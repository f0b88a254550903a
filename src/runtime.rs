//! Lifecycle orchestrator: the public `Create`/`Start`/`Stop`/`Delete`/
//! `List`/`State`/`Logs` surface.
//!
//! Wires together the allocator, rootfs builder, network plumber,
//! Firecracker supervisor, and instance registry. Reference: `spec.md`
//! §4.A.

use std::collections::{BTreeMap, HashMap, HashSet};
use std::sync::Arc;

use async_trait::async_trait;
use chrono::Utc;
use tokio::sync::RwLock;
use tokio_util::sync::CancellationToken;
use tracing::{info, warn};

use crate::allocator::{allocate_ipv6, tap_name, IpUniqueness};
use crate::config::Config;
use crate::error::RuntimeError;
use crate::firecracker::VmConfigParams;
use crate::image::ImageSource;
use crate::network::{ensure_bridge, ensure_tap, TapConfig};
use crate::registry::Registry;
use crate::rootfs::{RootfsBuilder, RootfsRequest};
use crate::types::{Client, Instance, InstanceSpec, InstanceState, NetworkInfo, Resources};

use crate::backend::VmmBackend;

/// Bookkeeping that is observable via `GetState`/`ListInstances` but isn't
/// part of the `Client` the registry guards (`spec.md` §3: `Instance` and
/// `Client` are distinct views over the same instance).
struct InstanceMeta {
    state: InstanceState,
    image_tag: String,
    resources: Resources,
    env_vars: BTreeMap<String, String>,
    created_at: chrono::DateTime<Utc>,
    started_at: Option<chrono::DateTime<Utc>>,
    ipv6_address: Option<String>,
    default_port: u16,
}

/// The node-local microVM runtime.
pub struct Runtime {
    config: Config,
    registry: Registry,
    backend: Arc<dyn VmmBackend>,
    rootfs_builder: RootfsBuilder,
    meta: RwLock<HashMap<String, InstanceMeta>>,
}

impl Runtime {
    pub fn new(config: Config, backend: Arc<dyn VmmBackend>, image_source: Arc<dyn ImageSource>) -> Self {
        let rootfs_builder = RootfsBuilder::new(config.base_rootfs_path.clone(), image_source);
        Self {
            config,
            registry: Registry::new(),
            backend,
            rootfs_builder,
            meta: RwLock::new(HashMap::new()),
        }
    }

    /// `Create(spec)`: assemble rootfs, network, and config artifacts and
    /// register the instance at state `Pending`. Does not start the VMM.
    pub async fn create(&self, spec: InstanceSpec) -> Result<Instance, RuntimeError> {
        self.create_cancellable(spec, CancellationToken::new()).await
    }

    /// `Create(spec)`, cancellable. Cancellation deletes partial artifacts
    /// the same way a failure does (`spec.md` §5 "Cancellation during
    /// Create deletes partial artifacts.").
    pub async fn create_cancellable(
        &self,
        spec: InstanceSpec,
        cancel: CancellationToken,
    ) -> Result<Instance, RuntimeError> {
        if self.registry.contains(&spec.id).await {
            return Err(RuntimeError::ResourceBusy(spec.id));
        }

        let created_at = Utc::now();
        self.insert_meta_creating(&spec, created_at).await;

        let result = tokio::select! {
            r = self.create_inner(&spec) => r,
            () = cancel.cancelled() => Err(RuntimeError::Cancelled),
        };

        match result {
            Ok(instance) => Ok(instance),
            Err(e) => {
                // Roll back: Create must not leak artifacts on failure
                // (`spec.md` §7 "Propagation policy").
                self.meta.write().await.remove(&spec.id);
                self.registry.remove(&spec.id).await;
                let _ = ensure_tap_cleanup(&spec.id);
                let client = Client::new(&self.config.base_dir, &spec.id, tap_name(&spec.id));
                let _ = std::fs::remove_dir_all(client.instance_dir());
                Err(e)
            }
        }
    }

    async fn create_inner(&self, spec: &InstanceSpec) -> Result<Instance, RuntimeError> {
        ensure_bridge(&self.config.bridge_name)?;

        let oracle = RegistryOracle { meta: &self.meta };
        let ipv6_address = allocate_ipv6(&spec.id, &oracle).await;

        let tap_config = TapConfig::new(&spec.id, &self.config.bridge_name);
        let tap_device = ensure_tap(&tap_config)?;

        let client = Client::new(&self.config.base_dir, &spec.id, tap_device.name().to_string());
        std::fs::create_dir_all(client.instance_dir())?;
        std::fs::create_dir_all(&client.logs_dir)?;

        let request = RootfsRequest {
            instance_id: &spec.id,
            image_tag: &spec.image_tag,
            environment: &spec.environment,
            default_port: Some(spec.network_config.default_port),
            ipv6_address: &ipv6_address,
        };
        self.rootfs_builder.build(&request, &client.rootfs_path).await?;

        // The registry owns the TAP from here by name; deletion is
        // name-addressed rather than tied to this handle's lifetime.
        let _ = tap_device.into_name();

        self.registry.insert(client).await;

        self.update_meta_state(&spec.id, InstanceState::Pending, |m| {
            m.ipv6_address = Some(ipv6_address.clone());
        })
        .await;

        self.get_state(&spec.id).await
    }

    /// `Start(inst)`: spawn the Firecracker process and wait for the API
    /// socket.
    pub async fn start(&self, instance_id: &str) -> Result<Instance, RuntimeError> {
        self.start_cancellable(instance_id, CancellationToken::new()).await
    }

    /// `Start(inst)`, cancellable. Cancellation aborts the socket-wait loop,
    /// kills any spawned process, and reverts state to `Failed`
    /// (`spec.md` §5).
    pub async fn start_cancellable(
        &self,
        instance_id: &str,
        cancel: CancellationToken,
    ) -> Result<Instance, RuntimeError> {
        let client = self
            .registry
            .get(instance_id)
            .await
            .ok_or_else(|| RuntimeError::ResourceNotFound(instance_id.to_string()))?;

        self.update_meta_state(instance_id, InstanceState::Starting, |_| {}).await;

        let meta_snapshot = {
            let meta = self.meta.read().await;
            meta.get(instance_id).map(|m| (m.resources, m.ipv6_address.clone()))
        };
        let Some((resources, _ipv6)) = meta_snapshot else {
            return Err(RuntimeError::ResourceNotFound(instance_id.to_string()));
        };

        let params = VmConfigParams {
            instance_id,
            vcpus: resources.vcpus,
            memory_mib: resources.memory_mib,
            kernel_path: &self.config.kernel_path,
            rootfs_path: &client.rootfs_path,
            tap_device: &client.tap_device,
            logs_dir: &client.logs_dir,
        };

        let spawn_result = self
            .backend
            .spawn(
                &params,
                &client.api_socket_path,
                &client.vm_config_path,
                &client.console_log_path,
                &cancel,
            )
            .await;

        match spawn_result {
            Ok(handle) => {
                self.registry
                    .update(instance_id, |c| c.pid = Some(handle.pid))
                    .await;
                self.update_meta_state(instance_id, InstanceState::Running, |m| {
                    m.started_at = Some(Utc::now());
                })
                .await;
                self.get_state(instance_id).await
            }
            Err(e) => {
                self.update_meta_state(instance_id, InstanceState::Failed, |_| {}).await;
                Err(e)
            }
        }
    }

    /// `Stop(inst)`: graceful shutdown, forced kill after the timeout.
    pub async fn stop(&self, instance_id: &str) -> Result<(), RuntimeError> {
        let client = self
            .registry
            .get(instance_id)
            .await
            .ok_or_else(|| RuntimeError::ResourceNotFound(instance_id.to_string()))?;

        self.update_meta_state(instance_id, InstanceState::Stopping, |_| {}).await;

        if let Some(pid) = client.pid {
            self.backend.stop(pid, &client.api_socket_path).await?;
        }

        self.registry.update(instance_id, |c| c.pid = None).await;
        self.update_meta_state(instance_id, InstanceState::Stopped, |_| {}).await;
        Ok(())
    }

    /// `Delete(inst)`: always stops first, then erases all artifacts.
    /// Idempotent — deleting an already-absent instance succeeds.
    pub async fn delete(&self, instance_id: &str) -> Result<(), RuntimeError> {
        let Some(client) = self.registry.get(instance_id).await else {
            return Ok(());
        };

        if client.pid.is_some() {
            if let Err(e) = self.stop(instance_id).await {
                warn!(instance_id, error = %e, "stop-before-delete failed, continuing teardown");
            }
        }

        let tap = tap_name(instance_id);
        if let Err(e) = delete_tap_by_name(&tap) {
            warn!(instance_id, tap = %tap, error = %e, "failed to delete TAP during instance deletion");
        }

        if let Err(e) = std::fs::remove_dir_all(client.instance_dir()) {
            if e.kind() != std::io::ErrorKind::NotFound {
                warn!(instance_id, error = %e, "failed to remove instance directory");
            }
        }
        let _ = std::fs::remove_file(&client.api_socket_path);

        self.registry.remove(instance_id).await;
        self.meta.write().await.remove(instance_id);

        info!(instance_id, "instance deleted");
        Ok(())
    }

    pub async fn get_state(&self, instance_id: &str) -> Result<Instance, RuntimeError> {
        let client = self
            .registry
            .get(instance_id)
            .await
            .ok_or_else(|| RuntimeError::ResourceNotFound(instance_id.to_string()))?;

        let reported_state = {
            let meta = self.meta.read().await;
            let m = meta
                .get(instance_id)
                .ok_or_else(|| RuntimeError::ResourceNotFound(instance_id.to_string()))?;

            // Invariant I4: `Running` requires the VMM process to actually
            // be alive, not just the last-recorded transition.
            if m.state == InstanceState::Running
                && !client.pid.map(|pid| self.backend.is_running(pid)).unwrap_or(false)
            {
                InstanceState::Failed
            } else {
                m.state
            }
        };

        if reported_state != self.meta.read().await.get(instance_id).map(|m| m.state).unwrap_or(reported_state) {
            self.update_meta_state(instance_id, reported_state, |_| {}).await;
        }

        let meta = self.meta.read().await;
        let m = meta
            .get(instance_id)
            .ok_or_else(|| RuntimeError::ResourceNotFound(instance_id.to_string()))?;

        Ok(Instance {
            id: instance_id.to_string(),
            runtime_id: instance_id.to_string(),
            state: reported_state,
            image_tag: m.image_tag.clone(),
            resources: m.resources,
            env_vars: m.env_vars.clone(),
            created_at: m.created_at,
            started_at: m.started_at,
            network_info: NetworkInfo {
                ipv6_address: m.ipv6_address.clone(),
                default_port: m.default_port,
            },
        })
    }

    pub async fn list_instances(&self) -> Vec<Instance> {
        let ids = self.registry.list_ids().await;
        let mut out = Vec::with_capacity(ids.len());
        for id in ids {
            if let Ok(instance) = self.get_state(&id).await {
                out.push(instance);
            }
        }
        out
    }

    /// Used by the reconciler to diff against the desired set.
    pub async fn list_instance_ids(&self) -> HashSet<String> {
        self.registry.list_ids().await
    }

    /// `GetLogs(inst, n)`: last `n` console lines.
    pub async fn get_logs(&self, instance_id: &str, n: usize) -> Result<Vec<String>, RuntimeError> {
        let client = self
            .registry
            .get(instance_id)
            .await
            .ok_or_else(|| RuntimeError::ResourceNotFound(instance_id.to_string()))?;

        let contents = tokio::fs::read_to_string(&client.console_log_path)
            .await
            .unwrap_or_default();

        let lines: Vec<String> = contents.lines().map(str::to_string).collect();
        let start = lines.len().saturating_sub(n);
        Ok(lines[start..].to_vec())
    }

    /// `ExecuteCommand`: deliberately unsupported by this runtime
    /// (`spec.md` §4.A).
    pub async fn execute_command(&self, _instance_id: &str, _argv: &[String]) -> Result<(), RuntimeError> {
        Err(RuntimeError::NotSupported)
    }

    async fn insert_meta_creating(&self, spec: &InstanceSpec, created_at: chrono::DateTime<Utc>) {
        let env_vars: BTreeMap<String, String> = spec.environment.iter().cloned().collect();
        self.meta.write().await.insert(
            spec.id.clone(),
            InstanceMeta {
                state: InstanceState::Creating,
                image_tag: spec.image_tag.clone(),
                resources: spec.resources,
                env_vars,
                created_at,
                started_at: None,
                ipv6_address: None,
                default_port: spec.network_config.default_port,
            },
        );
    }

    async fn update_meta_state<F>(&self, instance_id: &str, state: InstanceState, f: F)
    where
        F: FnOnce(&mut InstanceMeta),
    {
        let mut meta = self.meta.write().await;
        if let Some(m) = meta.get_mut(instance_id) {
            m.state = state;
            f(m);
        }
    }
}

/// IPv6 uniqueness oracle backed by the currently-assigned addresses of
/// every known instance.
struct RegistryOracle<'a> {
    meta: &'a RwLock<HashMap<String, InstanceMeta>>,
}

#[async_trait]
impl IpUniqueness for RegistryOracle<'_> {
    async fn in_use(&self, addr: &str) -> bool {
        self.meta
            .read()
            .await
            .values()
            .any(|m| m.ipv6_address.as_deref() == Some(addr))
    }
}

fn ensure_tap_cleanup(instance_id: &str) -> Result<(), crate::network::TapError> {
    delete_tap_by_name(&tap_name(instance_id))
}

fn delete_tap_by_name(name: &str) -> Result<(), crate::network::TapError> {
    if !crate::network::tap_exists(name) {
        return Ok(());
    }
    std::process::Command::new("ip")
        .args(["link", "delete", name])
        .status()
        .map_err(crate::network::TapError::CommandFailed)
        .and_then(|status| {
            if status.success() {
                Ok(())
            } else {
                Err(crate::network::TapError::DeleteFailed(name.to_string()))
            }
        })
}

•••••

=== Prompt ===
All lines in the data that contain the word "deletion" should be copied.

=== Exercise result ===
        // The registry owns the TAP from here by name; deletion is
            warn!(instance_id, tap = %tap, error = %e, "failed to delete TAP during instance deletion");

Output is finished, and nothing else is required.